Ethnic Movements and the Post Development Paradigms: Crisis of the Rajbanshi Consciousness




Abstract 

Development is a problematic term because it is, unlike a Biblical axiom, not morally transcendental and, unlike the presumed neutrality of scientific interpretations, it is not secular either. Development is a political term with its intense significance as part of a strategy not only of economic alone but also of cultural politics. After the failure of the western model of development as a universally applicable mode of human redemption, thinkers have engaged in problematising the entire discourse of development from the point of view of post development parameters. Ethnic movements often transform into intense articulations to eventually degenerate into vociferous claims of racial supremacy, particularly because the question of ethnicity eventually devolve into a strategy towards a redemption through the received notions of development. There are counter strategies to neutralize ethnic saliencies by the skilled operators of development idioms by seducing the energy and intensity of such ethnic efforts with supposed exaltations of growth and ‘progress’.

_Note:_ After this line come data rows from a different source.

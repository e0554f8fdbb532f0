//! Kubernetes plumbing for chartcheck scenarios.
//!
//! Everything here drives the `kubectl` and `helm` binaries:
//!
//! - [`namespace`] / [`helm`]: resources brought up by a [`lifecycle::Manager`]
//!   and torn down when it drops
//! - [`readiness`]: service and pod readiness polling
//! - [`tunnel`]: `kubectl port-forward` with local port discovery
//! - [`secrets`]: pull/license secret copy between namespaces

pub mod client;
pub mod error;
pub mod helm;
pub mod lifecycle;
pub mod namespace;
pub mod options;
pub mod readiness;
pub mod secrets;
pub mod tunnel;

pub use client::{KubeClient, KubectlClient};
pub use error::K8sError;
pub use helm::HelmOptions;
pub use lifecycle::Manager;
pub use options::KubectlOptions;
pub use tunnel::{ResourceType, Tunnel};
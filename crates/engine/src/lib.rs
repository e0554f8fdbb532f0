//! Scanning-engine chart scenarios.
//!
//! Builds on `chartcheck-k8s` to install the chart per [`Edition`], verify
//! each engine service over HTTP and through `anchore-cli system status`,
//! and run the functional suites: the external `tox` suite ([`suite`]) and
//! the built-in `anchore-cli` [`driver`].

pub mod deployment;
pub mod driver;
pub mod error;
pub mod http;
pub mod services;
pub mod suite;
pub mod system_status;
pub mod values;
pub mod verify;

pub use deployment::{DeploymentReport, verify_chart_deployment, verify_enterprise_ui_deployment};
pub use driver::{AnchoreCli, CliContext, CliRunner, Driver, Ledger, LedgerSummary, Suite, TestKind};
pub use error::EngineError;
pub use services::Edition;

Most ethnic movements fail to reach their vaguely defined goals as they are yet to formulate a narrative free from the erogenous allurements of development rhetoric. The proposed paper seeks to examine the Rajbanshi consciousness movement in Assam and Bengal against its proclaimed goal of achieving ‘Development’ for the community and the subsequent crises it encountered.  




Giorgio Agamben in his, Infancy and History: The Destruction of Experience (NY: Verso, 2007), while speaking of the character of experience in the contemporary reality, suggests that nowadays experience can be approached ‘only with an acknowledgement that it is no longer accessible to us’. (2007, 15) Agamben points out that modern man has been deprived of his biography and similarly his experience has also been expropriated. A modern man lay claim only to his incapacity to have and communicate experience. Agamben underlines the destruction of experience in the ‘humdrum daily life in any city’ which, ‘no longer necessitates a catastrophe’ for ‘modern man’s average day contains virtually nothing that can be translated into experience.’ Agamben goes on to describe the inconsequential details of daily life that an urban man encounters and describes how despite theses experiences being seemingly harrowing or pleasurable, entertaining or tedious, they cannot become experiences. He proclaims that this non translatability into experience has made life intolerable rather than an ‘alleged poor quality of life’ or ‘its meaninglessness compared with the past’. He explains, ‘When humankind is deprived of effective experience and becomes subjected to the imposition of the form of experience as controlled and manipulated as the laboratory maze of rats…then the rejection of experience can provisionally embody a legitimate defence.     
What is the experience of development for an ordinary individual, vis-à-vis the community having intense cultural intimacy with the landscape? Can the received notions of transformation and development ever assume the redemptive warrant of emancipation through development? Can it ensure them a collective experience of ‘progressive growth’?  Why does a community living in the adjunct against the environment of aggressive intervention of ‘development’ fail to experience the transcendental exaltation of emancipation and instead find itself alienated from its native milieu resulting in the deeper awareness of loss and defeat?   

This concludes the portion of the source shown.